Mine always sleep in their own beds downstairs. But my daughter was unwell this week and snuck them both up to her bed on two nights running. 

The pups now howl at night ever since - wanting to go upstairs to her bed.

How come it takes forever to teach them good habits - and then those you don't want them learning they learn like greased lightening!! Brats!!


----------



## msmadison (Jul 6, 2009)

madison used to sleep in her pen downstairs - then she started causing lots of issues (barking, etc) at night, so now she's in our bed. Not probably how it "should" be, but honestly we enjoy having her there and I feel less guilty about leaving her in her pen during the day when we're at work.

It's also probably why she creates such a rukus when we try and do anything without her....oh well!


----------



## Jerry'sMom (May 5, 2009)

Tabitha and Jerry sleep in their crates which sit next to each other in the Family Room. When he was an only dog, he slept in crate in my room. But he is noisy at night and I wasn't getting any sleep! Now, the two of them are very quiet in their matching crates. They get really excited when I announce, "time for night-nights"! Each wants to be the first to get tucked in...


----------



## rubia (Jul 3, 2008)

In bed with people !! Even at the sitter, he sleeps in bed with her as well. He causes no problem at all. I wake up early and set hi down to go out to his piddle.

He has several bed that he sleeps in during the day but if I am in bed he comes running over.


----------



## pam6400 (Oct 5, 2008)

Both of our boys sleep right in our bed with us. They always sleep thru the entire night, not a peep! Only snoring.


----------



## MelanieE (Jan 8, 2009)

In bed with us!! I was determined he wouldnt but he has been there since day 1 and now I couldnt sleep without him! I love him snuggled up to me.


----------



## WeLoveHiro (Apr 14, 2009)

hiro has a crate he sleeps in that ends up in various places....but he knows im nearby so there is no fuss about it. sometimes i let him sleep with me... i make him an island of pillows and he sleeps in the middle if you get too close he makes a fussy "hey get lost!"sound


----------



## lynx8456 (Feb 26, 2009)

Jasper sleeps with me and my hubby....no alternative would make us
or him him happy.


----------



## sue (Dec 6, 2009)

lynx8456 said:


> Jasper sleeps with me and my hubby....no alternative would make us
> or him him happy.


Thats exactly how it is at our house too!


----------



## ElectricBlueWings (Jun 5, 2009)

Isis sleeps in her crate at the foot of the bed.

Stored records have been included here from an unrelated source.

//! Exchange Balances MCP Server
//!
//! A Model Context Protocol server tracking exchange account balances.

use rmcp::ServiceExt;
use tracing_subscriber::{fmt, prelude::*, EnvFilter};

use exchange_balances_mcp::{Config, ExchangeBalancesServer};

#[tokio::main]
async fn main() -> Result<(), Box<dyn std::error::Error>> {
    // Load configuration
    let config = Config::from_env()?;

    // Initialize logging
    let filter =
        EnvFilter::try_from_default_env().unwrap_or_else(|_| EnvFilter::new(&config.log_level));

    tracing_subscriber::registry()
        .with(fmt::layer().with_writer(std::io::stderr))
        .with(filter)
        .init();

    tracing::info!("Starting Exchange Balances MCP Server");

    // Create the server
    let server = ExchangeBalancesServer::new(config)?;

    // The backend may not be up yet; accounts can be set up through the tools
    match server.load_accounts().await {
        Ok(count) if count > 0 => {
            let registry = server.registry().clone();
            tokio::spawn(async move { registry.fetch_all_configured_balances(false).await });
        }
        Ok(_) => tracing::info!("No exchanges configured"),
        Err(e) => tracing::warn!(error = %e, "Could not load configured exchanges"),
    }

    // Run with stdio transport
    let transport = rmcp::transport::stdio();
    let running = server.serve(transport).await?;

    // Wait for the server to finish
    running.waiting().await?;

    Ok(())
}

She has a fleece blankie and an old parka in their, she loves it!


----------



## Kioana (Mar 1, 2005)

depending on how i feel that night lol or if it's cold!

crate or with me


----------



## 4girlies (Dec 7, 2009)

*sleep*

my chihuahuas sleep in a kennel together they use to sleep in bed with me but i would wake up to pee on the rug & bed


----------



## Chi foreva (Dec 3, 2009)

4girlies said:


> my chihuahuas sleep in a kennel together they use to sleep in bed with me but i would wake up to pee on the rug & bed


oh dear thats not good hey!! 

Bruiser seems to like his crate and it is a safe place for him to stay in too when we nip out to take the kids to school and nursery etc, although I try and take him most places I cant take him everywhere


----------



## Sensei (May 12, 2009)

Nugget sleeps in the bed with me. He's usually very quiet, except for maybe some occasional scratching, or the rare bad dream. But I put up with it, because he never takes issue with my tossing and turning.

He's like a living, breathing teddy bear. ;-)


----------



## phoebedog (Sep 19, 2009)

Mine sleeps in my bed. It is quite cute because he will lie under the quilt with his head on my pillow.


----------



## ChiChi's Mom (Sep 16, 2009)

ChiChi and Napoleon sleep in bed with me, they are great footwarmers!! lol


----------



## Lexie's Mom (Dec 4, 2009)

I have always wanted a little dog that could sleep in my bed with me and I finally got her! She hasn't slept anywhere else since.


----------



## mommasboy (Dec 25, 2008)

Our chis sleep with us in bed!! Neither of them get up at all during the night to go potty...even my new little girl, Paris....she is only 5 months old and holds it all night long!


----------